EXERCISE OBJECTIVE: Where a line of the data holds the word "entries", copy that line.

--- RECORDS TO USE ---

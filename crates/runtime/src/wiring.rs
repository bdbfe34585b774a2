//! Unit declarations and wire resolution
//!
//! A unit lives in the tree as a declaration node:
//!
//! ```json
//! {
//!   "_type": "process",
//!   "address": "local:grow_divide",
//!   "config": {"threshold": 2.0},
//!   "inputs": {"mass": ["mass"]},
//!   "outputs": {"environment": [".."]},
//!   "interval": 1.0
//! }
//! ```
//!
//! Wires are relative to the node that contains the unit; `..` climbs one
//! level. Resolution turns every declared port into absolute tree paths.

use indexmap::IndexMap;
use tracing::warn;

use crate::error::{Error, Result};
use crate::path::Path;
use crate::registry::TypeRegistry;
use crate::schema::Schema;
use crate::types::{Time, UnitKind, Value, ValueMap};
use crate::unit::Ports;

/// Interval used for processes that do not declare one.
pub const DEFAULT_INTERVAL: Time = 1.0;

/// A relative wire: a path, or a tree of wires for structured ports.
#[derive(Debug, Clone, PartialEq)]
pub enum Wire {
    Path(Vec<String>),
    Tree(IndexMap<String, Wire>),
}

impl Wire {
    pub fn path<I, S>(segments: I) -> Self
    where
        I: IntoIterator<Item = S>,
        S: Into<String>,
    {
        Wire::Path(segments.into_iter().map(Into::into).collect())
    }

    /// Parse `"a/b"`, `["a", "b"]` or `{"field": <wire>, ...}`.
    pub fn from_value(value: &Value) -> Option<Wire> {
        match value {
            Value::String(s) => Some(Wire::Path(
                s.split('/')
                    .filter(|seg| !seg.is_empty())
                    .map(str::to_string)
                    .collect(),
            )),
            Value::List(items) => items
                .iter()
                .map(|item| item.as_str().map(str::to_string))
                .collect::<Option<Vec<_>>>()
                .map(Wire::Path),
            Value::Map(fields) => fields
                .iter()
                .map(|(k, v)| Wire::from_value(v).map(|w| (k.clone(), w)))
                .collect::<Option<IndexMap<_, _>>>()
                .map(Wire::Tree),
            _ => None,
        }
    }

    pub fn to_value(&self) -> Value {
        match self {
            Wire::Path(segments) => {
                Value::List(segments.iter().map(|s| Value::String(s.clone())).collect())
            }
            Wire::Tree(fields) => Value::Map(
                fields
                    .iter()
                    .map(|(k, w)| (k.clone(), w.to_value()))
                    .collect(),
            ),
        }
    }
}

/// A unit as declared in the state tree.
#[derive(Debug, Clone, PartialEq)]
pub struct UnitDeclaration {
    pub kind: UnitKind,
    pub address: String,
    pub config: Value,
    pub inputs: IndexMap<String, Wire>,
    pub outputs: IndexMap<String, Wire>,
    pub interval: Option<Time>,
}

impl UnitDeclaration {
    pub fn new(kind: UnitKind, address: impl Into<String>) -> Self {
        Self {
            kind,
            address: address.into(),
            config: Value::map(),
            inputs: IndexMap::new(),
            outputs: IndexMap::new(),
            interval: None,
        }
    }

    pub fn with_config(mut self, config: Value) -> Self {
        self.config = config;
        self
    }

    pub fn with_input(mut self, port: &str, wire: Wire) -> Self {
        self.inputs.insert(port.to_string(), wire);
        self
    }

    pub fn with_output(mut self, port: &str, wire: Wire) -> Self {
        self.outputs.insert(port.to_string(), wire);
        self
    }

    pub fn with_interval(mut self, interval: Time) -> Self {
        self.interval = Some(interval);
        self
    }

    /// Whether a tree literal is a unit declaration.
    pub fn is_declaration(value: &Value) -> bool {
        matches!(
            value.get("_type").and_then(Value::as_str),
            Some("process" | "step")
        )
    }

    pub fn from_value(value: &Value, path: &Path) -> Result<Self> {
        let invalid = |message: String| Error::InvalidDeclaration {
            path: path.clone(),
            message,
        };

        let kind = match value.get("_type").and_then(Value::as_str) {
            Some("process") => UnitKind::Process,
            Some("step") => UnitKind::Step,
            other => return Err(invalid(format!("unknown unit kind {other:?}"))),
        };
        let address = value
            .get("address")
            .and_then(Value::as_str)
            .ok_or_else(|| invalid("missing `address`".to_string()))?
            .to_string();
        let config = value.get("config").cloned().unwrap_or_else(Value::map);
        if !matches!(config, Value::Map(_)) {
            return Err(invalid("`config` must be a map".to_string()));
        }

        let parse_wires = |key: &str| -> Result<IndexMap<String, Wire>> {
            let Some(entries) = value.get(key) else {
                return Ok(IndexMap::new());
            };
            let entries = entries
                .as_map()
                .ok_or_else(|| invalid(format!("`{key}` must be a map of wires")))?;
            entries
                .iter()
                .map(|(port, wire)| {
                    Wire::from_value(wire)
                        .map(|w| (port.clone(), w))
                        .ok_or_else(|| invalid(format!("malformed wire for port `{port}`")))
                })
                .collect()
        };
        let inputs = parse_wires("inputs")?;
        let outputs = parse_wires("outputs")?;

        let interval = match value.get("interval") {
            None | Some(Value::Null) => None,
            Some(v) => match v.as_float() {
                Some(dt) if dt > 0.0 && dt.is_finite() => Some(dt),
                _ => return Err(invalid(format!("interval must be a positive number, got {v}"))),
            },
        };
        if kind == UnitKind::Step && interval.is_some() {
            warn!(unit = %path, "ignoring interval on step");
        }

        Ok(Self {
            kind,
            address,
            config,
            inputs,
            outputs,
            interval: if kind == UnitKind::Process { interval } else { None },
        })
    }

    pub fn to_value(&self) -> Value {
        let wires = |entries: &IndexMap<String, Wire>| -> Value {
            Value::Map(
                entries
                    .iter()
                    .map(|(port, wire)| (port.clone(), wire.to_value()))
                    .collect(),
            )
        };
        let mut map = ValueMap::new();
        map.insert("_type".to_string(), Value::String(self.kind.to_string()));
        map.insert("address".to_string(), Value::String(self.address.clone()));
        map.insert("config".to_string(), self.config.clone());
        map.insert("inputs".to_string(), wires(&self.inputs));
        map.insert("outputs".to_string(), wires(&self.outputs));
        if let Some(interval) = self.interval {
            map.insert("interval".to_string(), Value::Float(interval));
        }
        Value::Map(map)
    }
}

/// Where a port's data lives in the tree.
#[derive(Debug, Clone, PartialEq)]
pub enum Binding {
    Path(Path),
    Fields(IndexMap<String, ResolvedPort>),
}

/// A port with its resolved schema and binding.
#[derive(Debug, Clone, PartialEq)]
pub struct ResolvedPort {
    pub schema: Schema,
    pub binding: Binding,
}

impl ResolvedPort {
    /// Every `(path, schema)` pair the port touches.
    pub fn leaves(&self) -> Vec<(&Path, &Schema)> {
        match &self.binding {
            Binding::Path(path) => vec![(path, &self.schema)],
            Binding::Fields(fields) => fields.values().flat_map(ResolvedPort::leaves).collect(),
        }
    }
}

/// Resolved ports of one unit instance.
#[derive(Debug, Clone, Default, PartialEq)]
pub struct Wiring {
    pub inputs: IndexMap<String, ResolvedPort>,
    pub outputs: IndexMap<String, ResolvedPort>,
}

impl Wiring {
    /// Resolve the declared wires of the unit at `unit` against its ports.
    ///
    /// Ports without a wire fall back to the port's default wire; ports with
    /// neither are an [`Error::UnresolvedWire`].
    pub fn resolve(
        unit: &Path,
        decl: &UnitDeclaration,
        inputs: &Ports,
        outputs: &Ports,
        types: &TypeRegistry,
    ) -> Result<Wiring> {
        let scope = unit.parent().unwrap_or_default();
        let resolve_side = |ports: &Ports, wires: &IndexMap<String, Wire>| {
            for port in wires.keys() {
                if !ports.contains_key(port) {
                    warn!(unit = %unit, port = %port, "wire for undeclared port ignored");
                }
            }
            ports
                .iter()
                .map(|(name, port)| -> Result<(String, ResolvedPort)> {
                    let schema = types.resolve(&port.type_expr)?;
                    let wire = wires
                        .get(name)
                        .cloned()
                        .or_else(|| port.default_wire.clone().map(Wire::Path))
                        .ok_or_else(|| Error::UnresolvedWire {
                            unit: unit.clone(),
                            port: name.clone(),
                        })?;
                    let resolved = bind(unit, name, &scope, &wire, schema)?;
                    Ok((name.clone(), resolved))
                })
                .collect::<Result<IndexMap<_, _>>>()
        };

        Ok(Wiring {
            inputs: resolve_side(inputs, &decl.inputs)?,
            outputs: resolve_side(outputs, &decl.outputs)?,
        })
    }

    pub fn read_paths(&self) -> Vec<Path> {
        collect_paths(&self.inputs)
    }

    pub fn write_paths(&self) -> Vec<Path> {
        collect_paths(&self.outputs)
    }
}

fn collect_paths(ports: &IndexMap<String, ResolvedPort>) -> Vec<Path> {
    ports
        .values()
        .flat_map(|port| port.leaves().into_iter().map(|(path, _)| path.clone()))
        .collect()
}

fn bind(unit: &Path, port: &str, scope: &Path, wire: &Wire, schema: Schema) -> Result<ResolvedPort> {
    let unresolved = || Error::UnresolvedWire {
        unit: unit.clone(),
        port: port.to_string(),
    };
    match wire {
        Wire::Path(segments) => {
            let path = scope.resolve(segments).ok_or_else(unresolved)?;
            Ok(ResolvedPort {
                schema,
                binding: Binding::Path(path),
            })
        }
        Wire::Tree(fields) => {
            let mut bound = IndexMap::with_capacity(fields.len());
            for (field, sub) in fields {
                let field_schema = schema.child(field).cloned().unwrap_or(Schema::Opaque);
                bound.insert(field.clone(), bind(unit, port, scope, sub, field_schema)?);
            }
            Ok(ResolvedPort {
                schema,
                binding: Binding::Fields(bound),
            })
        }
    }
}

#[cfg(test)]
mod tests {
    use super::*;
    use crate::unit::Port;
    use serde_json::json;

    fn decl(json: serde_json::Value) -> UnitDeclaration {
        UnitDeclaration::from_value(&Value::from(json), &Path::parse("env/0/grow")).unwrap()
    }

    #[test]
    fn test_parse_declaration() {
        let d = decl(json!({
            "_type": "process",
            "address": "local:grow",
            "config": {"rate": 0.1},
            "inputs": {"mass": ["mass"], "time": "../../time"},
            "outputs": {"env": [".."]},
            "interval": 2.0
        }));
        assert_eq!(d.kind, UnitKind::Process);
        assert_eq!(d.address, "local:grow");
        assert_eq!(d.interval, Some(2.0));
        assert_eq!(d.inputs["time"], Wire::path(["..", "..", "time"]));
        assert_eq!(UnitDeclaration::from_value(&d.to_value(), &Path::root()).unwrap(), d);
    }

    #[test]
    fn test_invalid_declarations() {
        let path = Path::parse("u");
        let cases = [
            json!({"_type": "process"}),
            json!({"_type": "process", "address": "local:x", "interval": 0.0}),
            json!({"_type": "process", "address": "local:x", "inputs": {"a": 3}}),
            json!({"_type": "process", "address": "local:x", "config": [1]}),
        ];
        for case in cases {
            let err = UnitDeclaration::from_value(&Value::from(case), &path).unwrap_err();
            assert!(matches!(err, Error::InvalidDeclaration { .. }));
        }
    }

    #[test]
    fn test_resolve_relative_wires() {
        let types = TypeRegistry::new();
        let d = decl(json!({
            "_type": "process",
            "address": "local:grow",
            "inputs": {"mass": ["mass"]},
            "outputs": {"env": [".."]}
        }));
        let inputs = Ports::from([("mass".to_string(), Port::new("float"))]);
        let outputs = Ports::from([("env".to_string(), Port::new("map[any]"))]);
        let wiring = Wiring::resolve(&Path::parse("env/0/grow"), &d, &inputs, &outputs, &types).unwrap();
        assert_eq!(wiring.read_paths(), vec![Path::parse("env/0/mass")]);
        assert_eq!(wiring.write_paths(), vec![Path::parse("env")]);
    }

    #[test]
    fn test_default_wire_and_unresolved() {
        let types = TypeRegistry::new();
        let d = decl(json!({"_type": "step", "address": "local:s"}));
        let with_default = Ports::from([("table".to_string(), Port::wired("any", &["..", "..", "table"]))]);
        let wiring =
            Wiring::resolve(&Path::parse("env/0/grow"), &d, &with_default, &Ports::new(), &types).unwrap();
        assert_eq!(wiring.read_paths(), vec![Path::parse("table")]);

        let without = Ports::from([("mass".to_string(), Port::new("float"))]);
        let err = Wiring::resolve(&Path::parse("env/0/grow"), &d, &without, &Ports::new(), &types).unwrap_err();
        assert!(matches!(err, Error::UnresolvedWire { port, .. } if port == "mass"));
    }

    #[test]
    fn test_wire_above_root_is_unresolved() {
        let types = TypeRegistry::new();
        let d = decl(json!({
            "_type": "step",
            "address": "local:s",
            "inputs": {"x": ["..", "..", "..", "x"]}
        }));
        let inputs = Ports::from([("x".to_string(), Port::new("float"))]);
        let err = Wiring::resolve(&Path::parse("env/0/grow"), &d, &inputs, &Ports::new(), &types).unwrap_err();
        assert!(matches!(err, Error::UnresolvedWire { .. }));
    }

    #[test]
    fn test_tree_wire() {
        let types = TypeRegistry::new();
        let d = decl(json!({
            "_type": "step",
            "address": "local:s",
            "inputs": {"pair": {"a": ["x"], "b": ["..", "y"]}}
        }));
        let inputs = Ports::from([("pair".to_string(), Port::new("a:float|b:float"))]);
        let wiring = Wiring::resolve(&Path::parse("env/0/s"), &d, &inputs, &Ports::new(), &types).unwrap();
        assert_eq!(
            wiring.read_paths(),
            vec![Path::parse("env/0/x"), Path::parse("env/y")]
        );
        let leaves = wiring.inputs["pair"].leaves();
        assert_eq!(leaves[0].1, &Schema::Float);
    }
}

---

WORKED SOLUTION:
            let Some(entries) = value.get(key) else {
            let entries = entries
            entries
        let wires = |entries: &IndexMap<String, Wire>| -> Value {
                entries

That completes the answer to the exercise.